Che il nostro nemico ci sia sottomesso, è il minimo. Siamo stati noi a dargli un’ importanza che non ha, dimenticando la potenza che abbiamo ricevuto in dono col battesimo. Si, è vero, sembra dire Gesù, avete raggiunto un traguardo, ma questo è solo l’inizio. La vostra missione non sta tanto nello scalzare, smascherare, denunciare il male, voi siete chiamati a fare, realizzare, costruire il bene. Voi potete, dovete inventare percorsi sempre nuovi dove l’ amore possa realizzarsi. Voi siete le mani, i piedi, la fantasia di Dio. Il suo tempio, la sua casa, il suo tabernacolo. Nello scorrere del tempo che tutto travolge l’ unica cosa che rimane, ferma come una montagna, sono le opere fatte per amore, con amore, amando. L’ amore è forte, terribilmente forte. Quanto più si presenta debole, disarmato, tanto più è forte. Di niente ha paura l’ amore. Neppure la morte, lo spauracchio che da sempre terrorizza e affascina gli uomini, sarà capace di sconfiggere l’ amore. «Più forte della morte è l’ amore».

Tutto è vostro, tutto vi è stato dato, ma voi siete miei e io sono del Padre.
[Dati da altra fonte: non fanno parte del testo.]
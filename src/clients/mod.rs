pub mod fakes;
pub mod github_client;
pub mod llm_client;
pub mod traits;

pub use github_client::GithubClient;
pub use llm_client::LlmClient;
pub use traits::{ConceptCheckRequest, FileReviewRequest, InferenceProvider, SourceControl};
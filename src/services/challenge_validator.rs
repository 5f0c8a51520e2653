//! 挑战概念覆盖校验 - 业务能力层
//!
//! 把源码、评审反馈和（可选的）LLM 概念检查文本合成一个证据语料，
//! 再看当天要求的每个概念能否在语料中找到足够的关键词。

use std::collections::HashSet;

use crate::models::{ChallengeVerdict, FileReview};

/// 不参与匹配的常见词
const STOPWORDS: &[&str] = &[
    "and", "the", "for", "with", "from", "into", "using", "use", "how", "what", "when", "your",
    "its", "are", "via", "that", "this", "between", "understanding", "introduction", "intro",
];

/// 概念中的有效关键词
///
/// 小写、至少 3 个字符、不在停用词表中。全部被过滤掉时退回到所有单词。
pub fn concept_keywords(concept: &str) -> Vec<String> {
    let words: Vec<String> = concept
        .split(|c: char| !c.is_alphanumeric())
        .filter(|w| !w.is_empty())
        .map(str::to_lowercase)
        .collect();

    let significant: Vec<String> = words
        .iter()
        .filter(|w| w.chars().count() >= 3 && !STOPWORDS.contains(&w.as_str()))
        .cloned()
        .collect();

    let mut keywords = if significant.is_empty() { words } else { significant };
    let mut seen = HashSet::new();
    keywords.retain(|w| seen.insert(w.clone()));
    keywords
}

/// 把文本切成小写单词，驼峰标识符额外拆出各部分
fn tokenize(text: &str, words: &mut HashSet<String>) {
    for token in text.split(|c: char| !c.is_alphanumeric()) {
        if token.is_empty() {
            continue;
        }
        words.insert(token.to_lowercase());

        let mut part = String::new();
        for c in token.chars() {
            if c.is_uppercase() && !part.is_empty() {
                words.insert(part.to_lowercase());
                part.clear();
            }
            part.push(c);
        }
        if !part.is_empty() {
            words.insert(part.to_lowercase());
        }
    }
}

/// 关键词是否出现，容忍复数 `s`
fn keyword_present(keyword: &str, corpus: &HashSet<String>) -> bool {
    corpus.contains(keyword)
        || corpus.contains(&format!("{}s", keyword))
        || keyword
            .strip_suffix('s')
            .is_some_and(|singular| singular.len() >= 3 && corpus.contains(singular))
}

/// 至少一半（向上取整）关键词出现即算覆盖
fn concept_evidenced(concept: &str, corpus: &HashSet<String>) -> bool {
    let keywords = concept_keywords(concept);
    if keywords.is_empty() {
        return true;
    }
    let needed = keywords.len().div_ceil(2);
    let found = keywords
        .iter()
        .filter(|k| keyword_present(k, corpus))
        .count();
    found >= needed
}

/// 概念覆盖校验服务
pub struct ChallengeValidator {
    threshold: f64,
}

impl ChallengeValidator {
    pub fn new(threshold: f64) -> Self {
        Self { threshold }
    }

    /// 计算覆盖率
    ///
    /// 没有概念要求时直接满足
    pub fn validate(
        &self,
        reviews: &[FileReview],
        sources: &[&str],
        required: &[String],
        extra_evidence: Option<&str>,
    ) -> ChallengeVerdict {
        if required.is_empty() {
            return ChallengeVerdict::satisfied();
        }

        let mut corpus = HashSet::new();
        for source in sources {
            tokenize(source, &mut corpus);
        }
        for review in reviews {
            tokenize(&review.feedback, &mut corpus);
        }
        if let Some(extra) = extra_evidence {
            tokenize(extra, &mut corpus);
        }

        let (covered, missing): (Vec<String>, Vec<String>) = required
            .iter()
            .cloned()
            .partition(|concept| concept_evidenced(concept, &corpus));

        let coverage = covered.len() as f64 / required.len() as f64;

        ChallengeVerdict {
            coverage,
            meets_threshold: coverage >= self.threshold,
            covered,
            missing,
        }
    }
}

#[cfg(test)]
mod tests {
    use super::*;
    use crate::models::{ReviewStatus, TokenUsage};

    const COUNTER: &str = r#"
pragma solidity ^0.8.0;
contract ClickCounter {
    uint256 public counter;
    event Clicked(address indexed by);
    function click() public {
        counter++;
        emit Clicked(msg.sender);
    }
}
"#;

    fn concepts(items: &[&str]) -> Vec<String> {
        items.iter().map(|s| s.to_string()).collect()
    }

    fn review(feedback: &str) -> FileReview {
        FileReview {
            path: "submissions/a/ClickCounter.sol".to_string(),
            score: 8.0,
            feedback: feedback.to_string(),
            tokens: TokenUsage::default(),
            status: ReviewStatus::Reviewed,
        }
    }

    #[test]
    fn test_empty_concept_list_is_satisfied() {
        let verdict = ChallengeValidator::new(0.5).validate(&[], &[""], &[], None);
        assert!(verdict.meets_threshold);
        assert_eq!(verdict.coverage, 1.0);
    }

    #[test]
    fn test_concept_keywords() {
        assert_eq!(concept_keywords("Functions and events"), vec!["functions", "events"]);
        assert_eq!(concept_keywords("The use of"), vec!["the", "use", "of"]);
        assert_eq!(concept_keywords("State variables"), vec!["state", "variables"]);
    }

    #[test]
    fn test_coverage_from_source_code() {
        let validator = ChallengeValidator::new(0.5);
        let verdict = validator.validate(
            &[],
            &[COUNTER],
            &concepts(&["Functions", "Events", "Mappings", "Modifiers"]),
            None,
        );

        assert_eq!(verdict.covered, vec!["Functions", "Events"]);
        assert_eq!(verdict.missing, vec!["Mappings", "Modifiers"]);
        assert_eq!(verdict.coverage, 0.5);
        assert!(verdict.meets_threshold);
    }

    #[test]
    fn test_below_threshold() {
        let validator = ChallengeValidator::new(0.5);
        let verdict = validator.validate(
            &[],
            &[COUNTER],
            &concepts(&["Mappings", "Modifiers", "Events"]),
            None,
        );
        assert!((verdict.coverage - 1.0 / 3.0).abs() < 1e-9);
        assert!(!verdict.meets_threshold);
    }

    #[test]
    fn test_feedback_and_extra_evidence_count() {
        let validator = ChallengeValidator::new(1.0);
        let verdict = validator.validate(
            &[review("Nice use of state variables.")],
            &["contract A {}"],
            &concepts(&["State variables", "Access control"]),
            Some("The contract demonstrates access control via onlyOwner."),
        );
        assert!(verdict.missing.is_empty());
        assert!(verdict.meets_threshold);
    }

    #[test]
    fn test_camel_case_identifiers_are_split() {
        let validator = ChallengeValidator::new(1.0);
        let verdict = validator.validate(
            &[],
            &["modifier onlyOwner() { _; }"],
            &concepts(&["Owner checks"]),
            None,
        );
        assert!(verdict.meets_threshold);
    }
}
Neppure una lacrima versata, un dolore sofferto, un’ ingiustizia subita andranno perduti;nemmeno un atto di carità sarà dimenticato. Voi siete preziosi. Siete la pupilla dei miei occhi. I vostri nomi sono scolpiti a carattere di fuoco nel cuore di Dio. Perciò: «Non rallegratevi perché i demòni si sottomettono a voi, rallegratevi piuttosto che i vostri nomi sono scritti nei cieli» .Questo deve essere il motivo della vostra gioia. Ricordatelo, ditelo ai vostri figli, ripetelo ai bambini, scrivetelo sugli stipiti delle vostre porte, della vostra mente, del vostro cuore. Sussurratelo, oggi, ai vostri cari morti, mentre, col cuore a lutto, deponete un fiore, una lampada, una carezza sulla loro tomba. A dispetto di quello che si vede essi vivono. Il distacco pesa, è vero. La loro mancanza si sente, ci fa soffrire, ci fa piangere lacrime amare, è tutto vero. Ma oggi vogliamoci bene, non lasciamoci ingannare e mettiamoci a cantare: «Io credo risorgerò, questo mio corpo vedrà il Salvatore». Perché «questa è la nostra fede, questa è la fede della Chiesa».